Segundo o depoimento do ex-agente, Escobar ordenou a execução de Moo Young por ter guardado dinheiro que pertencia ao cartel e que ajudou a legalizar através da lavagem de dinheiro.
Também destacou que esta informação foi obtida de Jhon Jairo Velásquez, mais conhecido pelo pseudônimo Popeye, que recuperou a liberdade em agosto de 2014 após cumprir uma pena de 23 anos de prisão.
Popeye tinha sido um dos principais capangas de Escobar e, segundo o depoimento do ex-agente, a ideia era "limpar sua consciência" e revelar que Maharaj tinha sido falsamente incriminado pelo cartel para evitar a justiça dos EUA.
Com estas novas provas, muito mais convincentes do que as que tinha obtido anteriormente, o advogado conseguiu garantir que em 2019 — 33 anos depois de o crime ter sido cometido — Maharaj pudesse ter uma audiência em que seu caso seria revisto, para provar sua inocência e voltar para casa.
Nesse mesmo ano, ocorreram dois acontecimentos paradoxais: primeiro, um juiz do Tribunal de Apelações do 11º Circuito dos EUA indicou que havia elementos que provavam a inocência de Maharaj.
Porém, quando o caso foi levado ao Tribunal Federal de Apelações, instância máxima para esse tipo de processo, este determinou que "a decisão do juiz não foi suficiente para libertar" Maharaj.

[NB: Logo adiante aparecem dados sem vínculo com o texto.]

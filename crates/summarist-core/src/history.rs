//! Persisted summary history.
//!
//! A small JSON file of recent summaries, newest first, capped at a fixed
//! number of entries. Thin I/O only; callers decide whether to record.

use chrono::{DateTime, Utc};
use serde::{Deserialize, Serialize};
use std::path::PathBuf;

use crate::summarize::SummaryOptions;
use crate::Result;

/// Default cap on retained entries
pub const MAX_HISTORY_ITEMS: usize = 10;

const SNIPPET_CHARS: usize = 200;

#[derive(Debug, Clone, Serialize, Deserialize)]
pub struct HistoryEntry {
    /// Leading snippet of the original input
    pub snippet: String,
    pub summary: String,
    pub options: SummaryOptions,
    pub created_at: DateTime<Utc>,
}

pub struct HistoryStore {
    path: PathBuf,
    max_entries: usize,
}

impl HistoryStore {
    pub fn new(path: impl Into<PathBuf>, max_entries: usize) -> Self {
        Self {
            path: path.into(),
            max_entries,
        }
    }

    /// Load all entries, newest first. A missing file is an empty history.
    pub fn load(&self) -> Result<Vec<HistoryEntry>> {
        if !self.path.exists() {
            return Ok(Vec::new());
        }
        let content = std::fs::read_to_string(&self.path)?;
        Ok(serde_json::from_str(&content)?)
    }

    /// Prepend a new entry, dropping the oldest past the cap.
    pub fn add(&self, text: &str, summary: &str, options: &SummaryOptions) -> Result<()> {
        let mut entries = self.load()?;
        entries.insert(
            0,
            HistoryEntry {
                snippet: snippet(text),
                summary: summary.to_string(),
                options: *options,
                created_at: Utc::now(),
            },
        );
        entries.truncate(self.max_entries);
        self.save(&entries)
    }

    pub fn clear(&self) -> Result<()> {
        if self.path.exists() {
            std::fs::remove_file(&self.path)?;
        }
        Ok(())
    }

    fn save(&self, entries: &[HistoryEntry]) -> Result<()> {
        if let Some(parent) = self.path.parent() {
            std::fs::create_dir_all(parent)?;
        }
        let content = serde_json::to_string_pretty(entries)?;
        std::fs::write(&self.path, content)?;
        Ok(())
    }
}

/// Char-safe leading snippet of the input text.
fn snippet(text: &str) -> String {
    match text.char_indices().nth(SNIPPET_CHARS) {
        Some((idx, _)) => format!("{}…", &text[..idx]),
        None => text.to_string(),
    }
}
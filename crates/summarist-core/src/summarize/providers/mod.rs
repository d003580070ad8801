mod extractive;
mod huggingface;
mod local_model;
mod on_device;
mod openai;

pub use extractive::ExtractiveProvider;
pub use huggingface::HuggingFaceProvider;
pub use local_model::LocalModelProvider;
pub use on_device::{HostSummarizer, OnDeviceProvider};
pub use openai::OpenAiProvider;

use std::time::Duration;

use crate::summarize::SummaryOptions;

const DEFAULT_ATTEMPT_TIMEOUT_SECS: u64 = 30;

/// Outcome of a single provider attempt.
///
/// Adapters are firewalls: HTTP errors, timeouts, missing runtimes, and
/// malformed responses are all logged and downgraded to `Unavailable`.
/// No provider-internal error crosses this boundary.
#[derive(Debug, Clone, PartialEq, Eq)]
pub enum ProviderOutcome {
    Summary(String),
    Unavailable,
}

/// One summarization backend in the fallback chain.
#[async_trait::async_trait]
pub trait SummaryProvider: Send + Sync {
    /// Provider name for logging
    fn name(&self) -> &'static str;

    /// Cheap availability probe; `false` skips the attempt entirely
    fn probe(&self) -> bool {
        true
    }

    /// Upper bound on one attempt, enforced by the orchestrator
    fn timeout(&self) -> Duration {
        Duration::from_secs(DEFAULT_ATTEMPT_TIMEOUT_SECS)
    }

    /// Try to produce a summary, or report unavailable
    async fn attempt(&self, text: &str, options: &SummaryOptions) -> ProviderOutcome;
}
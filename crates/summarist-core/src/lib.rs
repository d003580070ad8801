pub mod config;
pub mod error;
pub mod history;
pub mod ratelimit;
pub mod summarize;
pub mod text;

pub use config::AppConfig;
pub use error::{Error, Result};
pub use summarize::{SummarizeState, Summarizer, SummaryFormat, SummaryLength, SummaryOptions};
//! Per-route webhook endpoint configuration.

use secrecy::{ExposeSecret, Secret, SecretString};

/// Immutable configuration for one mounted webhook route.
///
/// Fixes which signing secret authenticates requests and which tenant the
/// endpoint may mutate. Built once at startup and shared behind an `Arc`;
/// several can coexist in one process.
#[derive(Debug)]
pub struct EndpointConfig {
    signing_secret: SecretString,
    tenant_id: String,
    test_mode: bool,
}

impl EndpointConfig {
    /// Creates a new endpoint configuration.
    pub fn new(
        signing_secret: impl Into<String>,
        tenant_id: impl Into<String>,
        test_mode: bool,
    ) -> Self {
        Self {
            signing_secret: Secret::new(signing_secret.into()),
            tenant_id: tenant_id.into(),
            test_mode,
        }
    }

    /// The shared secret used to verify request signatures.
    pub fn signing_secret(&self) -> &str {
        self.signing_secret.expose_secret()
    }

    /// The only tenant this endpoint is authorized to mutate.
    pub fn tenant_id(&self) -> &str {
        &self.tenant_id
    }

    /// Test mode lowers the severity of tenant-mismatch logs.
    ///
    /// It never relaxes signature verification.
    pub fn is_test_mode(&self) -> bool {
        self.test_mode
    }
}
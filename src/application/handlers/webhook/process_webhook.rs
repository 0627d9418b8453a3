//! ProcessWebhookHandler - Command handler for one inbound webhook request.
//!
//! Pipeline: verify → decode → route → tenant guard → synchronize → classify.
//! Pre-routing failures come back as `Err(WebhookError)`; everything after
//! a successful decode is an `Ok` classification, including synchronizer
//! failures.

use std::sync::Arc;

use axum::body::Bytes;
use tracing::{debug, error, info, warn};

use crate::domain::webhook::{
    EndpointConfig, EventEnvelope, InboundEvent, OutcomeClass, SignatureVerifier, TenantDecision,
    TenantGuard, WebhookError,
};
use crate::ports::{
    OrderDetail, OrderSynchronizer, SubscriptionInvoiceSynchronizer,
    SubscriptionLifecycleSynchronizer, SyncError, SyncOutcome, WebhookReport, WebhookReporter,
};

use super::router::{plan, Plan, Route, SyncCall, WebhookRouter};

/// Command to process a webhook request.
#[derive(Debug, Clone)]
pub struct ProcessWebhookCommand {
    /// Raw request body, byte-exact as received.
    pub payload: Bytes,
    /// Signature header value, if the request carried one.
    pub signature: Option<String>,
}

/// Result of processing an authenticated event.
#[derive(Debug, Clone, PartialEq, Eq)]
pub struct ProcessWebhookResult {
    pub outcome: OutcomeClass,
    pub event_id: String,
    pub event_type: String,
    /// Order created by this request, for order-producing events.
    pub order: Option<OrderDetail>,
}

/// Synchronizers driven by the webhook handler.
#[derive(Clone)]
pub struct Synchronizers {
    pub orders: Arc<dyn OrderSynchronizer>,
    pub invoices: Arc<dyn SubscriptionInvoiceSynchronizer>,
    pub subscriptions: Arc<dyn SubscriptionLifecycleSynchronizer>,
}

/// Handler for one mounted webhook endpoint.
pub struct ProcessWebhookHandler {
    provider: String,
    endpoint: Arc<EndpointConfig>,
    verifier: SignatureVerifier,
    router: WebhookRouter,
    synchronizers: Synchronizers,
    reporter: Arc<dyn WebhookReporter>,
}

impl ProcessWebhookHandler {
    pub fn new(
        provider: impl Into<String>,
        endpoint: Arc<EndpointConfig>,
        synchronizers: Synchronizers,
        reporter: Arc<dyn WebhookReporter>,
    ) -> Self {
        let verifier = SignatureVerifier::new(endpoint.signing_secret());
        Self {
            provider: provider.into(),
            endpoint,
            verifier,
            router: WebhookRouter::standard(),
            synchronizers,
            reporter,
        }
    }

    /// Overrides the signature tolerance window.
    pub fn with_tolerance(mut self, tolerance_secs: i64) -> Self {
        self.verifier = self.verifier.with_tolerance(tolerance_secs);
        self
    }

    pub fn provider(&self) -> &str {
        &self.provider
    }

    pub fn endpoint(&self) -> &EndpointConfig {
        &self.endpoint
    }

    /// Records and returns a request rejected before it reached the
    /// verifier (wrong method).
    pub fn reject(&self, err: WebhookError) -> WebhookError {
        self.report_rejection(&err);
        err
    }

    pub async fn handle(
        &self,
        cmd: ProcessWebhookCommand,
    ) -> Result<ProcessWebhookResult, WebhookError> {
        // 1. Authenticate, then decode
        let event = match self.authenticate(&cmd) {
            Ok(event) => event,
            Err(err) => {
                self.report_rejection(&err);
                return Err(err);
            }
        };
        let envelope = match EventEnvelope::decode(&event) {
            Ok(envelope) => envelope,
            Err(err) => {
                self.report_rejection(&err);
                return Err(err);
            }
        };

        // 2. Route
        let mut report = WebhookReport::new(
            OutcomeClass::Unhandled,
            &self.provider,
            self.endpoint.tenant_id(),
        )
        .with_test_mode(self.endpoint.is_test_mode())
        .with_event(&envelope.id, &envelope.event_type)
        .with_event_tenant(envelope.tenant_id().map(str::to_string));

        let Some(route) = self.router.route(&envelope.parsed_type()) else {
            debug!(
                event_id = %envelope.id,
                event_type = %envelope.event_type,
                "Unhandled webhook event type"
            );
            return Ok(self.finish(report, &envelope, None));
        };

        if route == Route::PaymentIntentFailed {
            warn!(
                event_id = %envelope.id,
                payment_intent_id = envelope.object_id().unwrap_or_default(),
                failure_message = envelope
                    .data
                    .object
                    .get("last_payment_error")
                    .and_then(|e| e.get("message"))
                    .and_then(|m| m.as_str())
                    .unwrap_or_default(),
                "Payment intent failed"
            );
        }
        if !route.mutates() {
            return Ok(self.finish(report, &envelope, None));
        }

        // 3. Tenant guard, before any synchronizer
        let tenant_id = match TenantGuard::authorize(&envelope, &self.endpoint) {
            TenantDecision::Allowed { tenant_id } => tenant_id,
            TenantDecision::Mismatch { .. } | TenantDecision::Missing => {
                report.outcome = OutcomeClass::TenantMismatch;
                return Ok(self.finish(report, &envelope, None));
            }
        };

        // 4. Build and run the synchronizer call
        let call = match plan(route, &envelope, &tenant_id) {
            Plan::Sync(call) => call,
            Plan::Skip(reason) => {
                info!(
                    event_id = %envelope.id,
                    event_type = %envelope.event_type,
                    reason,
                    "Webhook acknowledged without synchronization"
                );
                return Ok(self.finish(report, &envelope, None));
            }
        };
        report = report.with_resource(Some(call.resource_id().to_string()));

        let (outcome, order) = match self.synchronize(call).await {
            Ok(SyncOutcome::Applied(order)) => (OutcomeClass::ProcessedNew, order),
            Ok(SyncOutcome::AlreadyProcessed) => (OutcomeClass::ProcessedDuplicate, None),
            Err(err) => {
                error!(
                    event_id = %envelope.id,
                    event_type = %envelope.event_type,
                    resource_id = report.resource_id.as_deref().unwrap_or_default(),
                    error = %err,
                    "Webhook synchronization failed"
                );
                report = report.with_error(err.to_string());
                (OutcomeClass::ProcessedWithInternalError, None)
            }
        };
        report.outcome = outcome;

        Ok(self.finish(report, &envelope, order))
    }

    fn authenticate(&self, cmd: &ProcessWebhookCommand) -> Result<InboundEvent, WebhookError> {
        self.verifier
            .verify(&cmd.payload, cmd.signature.as_deref())
    }

    /// Runs the synchronizer on its own task so a dropped request cannot
    /// cancel a half-applied change.
    async fn synchronize(
        &self,
        call: SyncCall,
    ) -> Result<SyncOutcome<Option<OrderDetail>>, SyncError> {
        let synchronizers = self.synchronizers.clone();
        let task = tokio::spawn(async move {
            match call {
                SyncCall::OrderFromPaymentIntent { payment_intent_id } => synchronizers
                    .orders
                    .create_order_from_payment_intent(&payment_intent_id)
                    .await
                    .map(with_order),
                SyncCall::OrderFromSubscriptionInvoice {
                    invoice_id,
                    tenant_id,
                } => synchronizers
                    .invoices
                    .create_order_from_subscription_invoice(&invoice_id, &tenant_id)
                    .await
                    .map(with_order),
                SyncCall::Subscription(params) => synchronizers
                    .subscriptions
                    .sync_subscription_from_webhook(params)
                    .await
                    .map(|outcome| match outcome {
                        SyncOutcome::Applied(()) => SyncOutcome::Applied(None),
                        SyncOutcome::AlreadyProcessed => SyncOutcome::AlreadyProcessed,
                    }),
            }
        });

        task.await
            .map_err(|e| SyncError::Aborted(e.to_string()))?
    }

    fn finish(
        &self,
        report: WebhookReport,
        envelope: &EventEnvelope,
        order: Option<OrderDetail>,
    ) -> ProcessWebhookResult {
        match report.outcome {
            OutcomeClass::ProcessedNew => info!(
                event_id = %envelope.id,
                event_type = %envelope.event_type,
                order_id = order.as_ref().map(|o| o.order_id.as_str()).unwrap_or_default(),
                "Webhook processed"
            ),
            OutcomeClass::ProcessedDuplicate => info!(
                event_id = %envelope.id,
                event_type = %envelope.event_type,
                "Webhook already processed"
            ),
            _ => {}
        }

        self.reporter.record(&report);
        ProcessWebhookResult {
            outcome: report.outcome,
            event_id: envelope.id.clone(),
            event_type: envelope.event_type.clone(),
            order,
        }
    }

    fn report_rejection(&self, err: &WebhookError) {
        warn!(
            provider = %self.provider,
            error = %err,
            outcome = %err.outcome(),
            "Webhook rejected"
        );
        let report = WebhookReport::new(err.outcome(), &self.provider, self.endpoint.tenant_id())
            .with_test_mode(self.endpoint.is_test_mode())
            .with_error(err.to_string());
        self.reporter.record(&report);
    }
}

fn with_order(outcome: SyncOutcome<OrderDetail>) -> SyncOutcome<Option<OrderDetail>> {
    match outcome {
        SyncOutcome::Applied(order) => SyncOutcome::Applied(Some(order)),
        SyncOutcome::AlreadyProcessed => SyncOutcome::AlreadyProcessed,
    }
}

Sua esposa Marita Maharaj, que não deixou de o visitar durante 38 anos, mudou-se há alguns anos para o Reino Unido com a ideia de transferir o marido para uma prisão britânica.
Mas em 5 de agosto, após várias complicações de saúde, Maharaj morreu no hospital da prisão onde estava detido.
"Vejo esse como um dos meus maiores fracassos", disse Stafford ao The Guardian.
"A ideia de ele não sair da prisão, simplesmente não consigo compreender", acrescentou.